**What you are asked to do**
Across all the lines of the following material, count those that include the word "calls" and give only the result.

▼

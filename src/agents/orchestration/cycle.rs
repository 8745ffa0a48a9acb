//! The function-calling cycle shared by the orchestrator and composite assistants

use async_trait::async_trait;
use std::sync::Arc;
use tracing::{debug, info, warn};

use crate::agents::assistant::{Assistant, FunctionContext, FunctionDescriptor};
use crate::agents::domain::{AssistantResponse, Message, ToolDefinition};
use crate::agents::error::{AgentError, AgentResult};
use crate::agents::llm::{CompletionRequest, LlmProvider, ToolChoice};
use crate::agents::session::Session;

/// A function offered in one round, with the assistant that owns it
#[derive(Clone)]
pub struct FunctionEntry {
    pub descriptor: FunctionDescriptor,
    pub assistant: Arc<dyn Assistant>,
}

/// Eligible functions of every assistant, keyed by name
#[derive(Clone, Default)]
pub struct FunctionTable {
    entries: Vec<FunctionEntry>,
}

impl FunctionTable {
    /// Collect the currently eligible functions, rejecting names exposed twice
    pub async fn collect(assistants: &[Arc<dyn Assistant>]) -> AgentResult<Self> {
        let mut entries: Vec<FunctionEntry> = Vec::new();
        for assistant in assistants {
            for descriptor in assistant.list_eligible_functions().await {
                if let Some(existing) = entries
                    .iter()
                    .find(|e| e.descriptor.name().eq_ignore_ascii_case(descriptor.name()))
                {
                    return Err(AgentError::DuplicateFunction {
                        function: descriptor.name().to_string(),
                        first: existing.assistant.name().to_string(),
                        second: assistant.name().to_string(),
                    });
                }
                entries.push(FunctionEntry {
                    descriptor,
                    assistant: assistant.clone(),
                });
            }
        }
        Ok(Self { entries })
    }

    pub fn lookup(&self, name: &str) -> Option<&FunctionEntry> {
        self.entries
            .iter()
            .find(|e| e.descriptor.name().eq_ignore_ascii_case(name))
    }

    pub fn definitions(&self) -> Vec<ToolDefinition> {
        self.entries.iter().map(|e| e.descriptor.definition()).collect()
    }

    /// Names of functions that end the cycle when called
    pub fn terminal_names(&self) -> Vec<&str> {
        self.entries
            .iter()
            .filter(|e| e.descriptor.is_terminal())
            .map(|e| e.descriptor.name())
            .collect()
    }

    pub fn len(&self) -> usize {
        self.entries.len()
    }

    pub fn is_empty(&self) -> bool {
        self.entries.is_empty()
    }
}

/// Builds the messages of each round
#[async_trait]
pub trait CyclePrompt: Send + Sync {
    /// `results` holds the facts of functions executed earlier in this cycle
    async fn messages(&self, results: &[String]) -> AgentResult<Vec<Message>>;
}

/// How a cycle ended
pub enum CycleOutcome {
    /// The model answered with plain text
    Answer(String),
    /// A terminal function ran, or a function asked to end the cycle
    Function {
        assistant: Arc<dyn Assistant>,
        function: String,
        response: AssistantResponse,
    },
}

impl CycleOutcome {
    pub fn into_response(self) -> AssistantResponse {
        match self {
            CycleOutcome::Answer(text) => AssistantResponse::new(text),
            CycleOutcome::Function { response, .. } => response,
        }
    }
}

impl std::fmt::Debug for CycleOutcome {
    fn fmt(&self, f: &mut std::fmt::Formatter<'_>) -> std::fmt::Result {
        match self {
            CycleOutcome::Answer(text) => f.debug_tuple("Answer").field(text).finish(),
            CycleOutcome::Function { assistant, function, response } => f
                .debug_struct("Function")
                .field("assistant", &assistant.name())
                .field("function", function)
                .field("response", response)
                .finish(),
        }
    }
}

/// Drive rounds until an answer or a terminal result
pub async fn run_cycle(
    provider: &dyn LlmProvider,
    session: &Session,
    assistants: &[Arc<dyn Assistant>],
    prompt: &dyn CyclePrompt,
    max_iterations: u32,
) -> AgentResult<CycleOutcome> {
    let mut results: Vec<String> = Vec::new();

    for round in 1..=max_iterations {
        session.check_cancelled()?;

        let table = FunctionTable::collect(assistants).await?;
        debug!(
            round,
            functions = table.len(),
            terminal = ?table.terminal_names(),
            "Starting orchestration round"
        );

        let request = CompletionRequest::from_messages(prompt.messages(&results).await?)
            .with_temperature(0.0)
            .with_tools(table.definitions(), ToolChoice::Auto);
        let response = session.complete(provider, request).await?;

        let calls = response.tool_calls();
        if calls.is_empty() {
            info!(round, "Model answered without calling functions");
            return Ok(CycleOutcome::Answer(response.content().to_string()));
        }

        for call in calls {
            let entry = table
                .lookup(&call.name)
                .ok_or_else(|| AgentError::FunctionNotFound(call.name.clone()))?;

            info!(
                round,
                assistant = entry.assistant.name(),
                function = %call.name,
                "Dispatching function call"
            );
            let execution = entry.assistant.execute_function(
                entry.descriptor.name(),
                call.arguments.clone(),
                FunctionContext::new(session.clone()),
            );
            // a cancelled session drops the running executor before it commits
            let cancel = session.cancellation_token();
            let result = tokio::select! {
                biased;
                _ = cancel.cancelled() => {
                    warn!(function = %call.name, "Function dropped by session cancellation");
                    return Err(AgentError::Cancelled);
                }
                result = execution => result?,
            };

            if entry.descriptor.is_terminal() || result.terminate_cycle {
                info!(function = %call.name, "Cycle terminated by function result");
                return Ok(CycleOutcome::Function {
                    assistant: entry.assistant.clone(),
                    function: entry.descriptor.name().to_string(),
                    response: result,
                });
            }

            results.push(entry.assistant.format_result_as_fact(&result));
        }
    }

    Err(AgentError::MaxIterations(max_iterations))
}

▲

**Answer box**
3